AMD & Single-GPU Stuttering: Causes & Solutions

Thus far we’ve discussed stuttering and the rendering pipeline in theory, and taken a look at an example of the rendering pipeline in practice through GPUView. With a basic understanding of those principles, we can finally get into explaining AMD’s specific situation. Why did AMD have a single-GPU stuttering problem?

The shortest answer also the bluntest answer: AMD had a stuttering problem because AMD wasn’t looking for a stuttering problem. AMD does a great deal of competitive analysis (read: seeing what NVIDIA is doing) on overall performance, but AMD was never doing competitive analysis for stuttering.

Because stuttering is such a complex issue and AMD had such great knowledge into their drivers, AMD assumed that stuttering was occurring due to the applications and the OS, things that were out of their control. Furthermore because those things were out of their control, AMD assumed that they were happening to NVIDIA and Intel GPUs too. After all, there wasn’t any kind of competitive analysis to scientifically confirm this. AMD never saw that NVIDIA cards weren’t experiencing as much stuttering, and consequently never saw that they did in fact have more control over stuttering than they first thought.

Ultimately it wasn’t until Scott Wasson and other journalists went to work with FRAPS and kept it up that it became obvious to AMD that they had a problem. FRAPS may be a coarse tool, but even it could see some of AMD’s stuttering issues.

Since that time AMD has been hard at work on fixing the issue, producing new driver builds later last year and in the first part of this year to address the issue. AMD’s latest drivers have been fixing bugs, engaging workarounds, and otherwise taking care of this issue so that they can be competitive with NVIDIA when it comes to stuttering.

There is still work to do – AMD quickly fixed their DX9 issues, while DX10 fixes are in the process of being rolled out – but in many ways this is a post-mortem on the issue rather than being an explanation of what AMD will do in the future. Not every game is fixed yet, but many are. Scott Wasson’s most recent results show an incredible improvement for AMD compared to where they were even 6 months ago.

The biggest changes AMD has made from here on out are that they’re now doing competitive analysis on stuttering and they’re explicitly looking for it in their tools, to ensure that stuttering issues don’t return (at least in as much as they are able to control). With many of the bugs and issues that lead to stuttering in the first place already fixed, AMD can use what they’ve learned to analyze future games and try to catch issues before the game is released, or at the very least fix it as quickly as possible.

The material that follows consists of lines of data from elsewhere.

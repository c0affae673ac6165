//! Error types for roster intake and configuration loading.
//!
//! The simulation tick itself is infallible; these errors only surface at
//! the edges where untrusted input (participant lists, JSON tuning) enters.

use thiserror::Error;

/// Why a participant roster was rejected
#[derive(Debug, Clone, PartialEq, Eq, Error)]
pub enum RosterError {
    #[error("roster is empty")]
    Empty,

    #[error("participant at index {index} has a blank name")]
    BlankName { index: usize },
}

/// Why a race configuration could not be used
#[derive(Debug, Error)]
pub enum ConfigError {
    #[error("failed to parse race config: {0}")]
    Parse(#[from] serde_json::Error),

    #[error("failed to read race config: {0}")]
    Io(#[from] std::io::Error),

    #[error("{field} must be positive, got {value}")]
    NotPositive { field: &'static str, value: f32 },

    #[error("{field} range is inverted: min {min} > max {max}")]
    InvertedRange {
        field: &'static str,
        min: f32,
        max: f32,
    },

    #[error("{field} must be within [0, 1], got {value}")]
    NotAFraction { field: &'static str, value: f32 },

    #[error("{field} must be within [{min}, {max}), got {value}")]
    OutOfRange {
        field: &'static str,
        value: f32,
        min: f32,
        max: f32,
    },

    #[error("color palette is empty")]
    EmptyPalette,
}
use ratatui::buffer::Buffer;
use ratatui::layout::Rect;
use ratatui::style::{Modifier, Style};
use ratatui::text::{Line, Span};
use ratatui::widgets::{Block, Paragraph, Widget, Wrap};

use crate::engine::compare::CharState;
use crate::session::state::Session;
use crate::ui::theme::Theme;

pub struct TypingArea<'a> {
    session: &'a Session,
    theme: &'a Theme,
}

impl<'a> TypingArea<'a> {
    pub fn new(session: &'a Session, theme: &'a Theme) -> Self {
        Self { session, theme }
    }
}

/// Display form of a phrase character. A mistyped space is drawn as a dot so
/// the error stays visible.
fn display_char(ch: char, state: CharState) -> String {
    match (ch, state) {
        (' ', CharState::Incorrect) => "\u{00b7}".to_string(), // ·
        _ => ch.to_string(),
    }
}

impl Widget for TypingArea<'_> {
    fn render(self, area: Rect, buf: &mut Buffer) {
        let colors = &self.theme.colors;
        let metrics = self.session.metrics();
        let show_caret = !self.session.is_completed();
        let states = self.session.char_states();

        let mut spans: Vec<Span> = self
            .session
            .phrase()
            .chars()
            .iter()
            .zip(states)
            .enumerate()
            .map(|(idx, (&ch, &state))| {
                let style = match state {
                    CharState::Correct => Style::default().fg(colors.text_correct()),
                    CharState::Incorrect => Style::default()
                        .fg(colors.text_incorrect())
                        .bg(colors.text_incorrect_bg())
                        .add_modifier(Modifier::UNDERLINED),
                    CharState::Pending if show_caret && idx == metrics.caret => Style::default()
                        .fg(colors.text_cursor_fg())
                        .bg(colors.text_cursor_bg()),
                    CharState::Pending => Style::default().fg(colors.text_pending()),
                };
                Span::styled(display_char(ch, state), style)
            })
            .collect();

        let overflow = metrics
            .typed_chars
            .saturating_sub(self.session.phrase().len());
        if overflow > 0 {
            spans.push(Span::styled(
                format!(" +{overflow}"),
                Style::default()
                    .fg(colors.error())
                    .add_modifier(Modifier::BOLD),
            ));
        }

        let block = Block::bordered()
            .title(format!(
                " {} phrase \u{00b7} {} chars ",
                self.session.phrase().difficulty().as_str(),
                self.session.phrase().len()
            ))
            .border_style(Style::default().fg(colors.border()))
            .style(Style::default().bg(colors.bg()));

        Paragraph::new(Line::from(spans))
            .block(block)
            .wrap(Wrap { trim: false })
            .render(area, buf);
    }
}

#[cfg(test)]
mod tests {
    use std::time::Instant;

    use super::*;
    use crate::generator::phrase::{Difficulty, Phrase};

    fn rendered_text(session: &Session, width: u16) -> String {
        let theme = Theme::default();
        let area = Rect::new(0, 0, width, 3);
        let mut buf = Buffer::empty(area);
        TypingArea::new(session, &theme).render(area, &mut buf);
        (0..width).map(|x| buf[(x, 1)].symbol().to_string()).collect()
    }

    #[test]
    fn test_display_char_marks_wrong_space() {
        assert_eq!(display_char(' ', CharState::Incorrect), "\u{00b7}");
        assert_eq!(display_char(' ', CharState::Correct), " ");
        assert_eq!(display_char('x', CharState::Incorrect), "x");
    }

    #[test]
    fn test_renders_phrase_and_overflow_marker() {
        let mut session = Session::new(Phrase::new("hi", Difficulty::Short).unwrap());
        session.on_input("hillo", Instant::now());
        let row = rendered_text(&session, 20);
        assert!(row.contains("hi +3"), "row was {row:?}");
    }
}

AMD’s gameplan aside, there are two remaining questions on the subject that need to be dealt with. The first is what happened at a technical level to cause the stuttering in the first place, and what, if anything, can be done about the remaining stuttering.

The answer to the first question is that what went wrong depends on the game. AMD did not go into specific detail about individual games, but they did lay out the types of issues they ran across. For example, resource limits may occur in the application or the driver, triggering a stall that in turn triggers stuttering. Discarding the constant or vertex buffers too often was one such cause of this, as it would mean the driver would need to wait for one of the buffers to actually become freed up before the job could proceed.

Other times the issue was the driver itself misbehaving in a way AMD never expected. In one such case AMD’s driver was sporadically consuming far more CPU time than AMD intended, something AMD never even realized was possible. The end result was yet another block that triggers a stall that triggers stuttering.

Yet still other problems are in the application and the OS itself. As we’ve mentioned before AMD cannot fix these issues because they’re not under AMD’s control, but as it turns out AMD can effectively trick the OS and applications into behaving better. So AMD has implemented workarounds in their drivers for these application/OS issues, which doesn’t strictly fix the problem but will mitigate it.

A recurring theme in all of these issues was that they were easy to fix. It may only take AMD an hour to find the cause of a stuttering instance, and then even less time to make a driver change to deal with it. Stuttering on the whole is still a complex issue, but in AMD’s case they were easy fixes once AMD started looking for the problem.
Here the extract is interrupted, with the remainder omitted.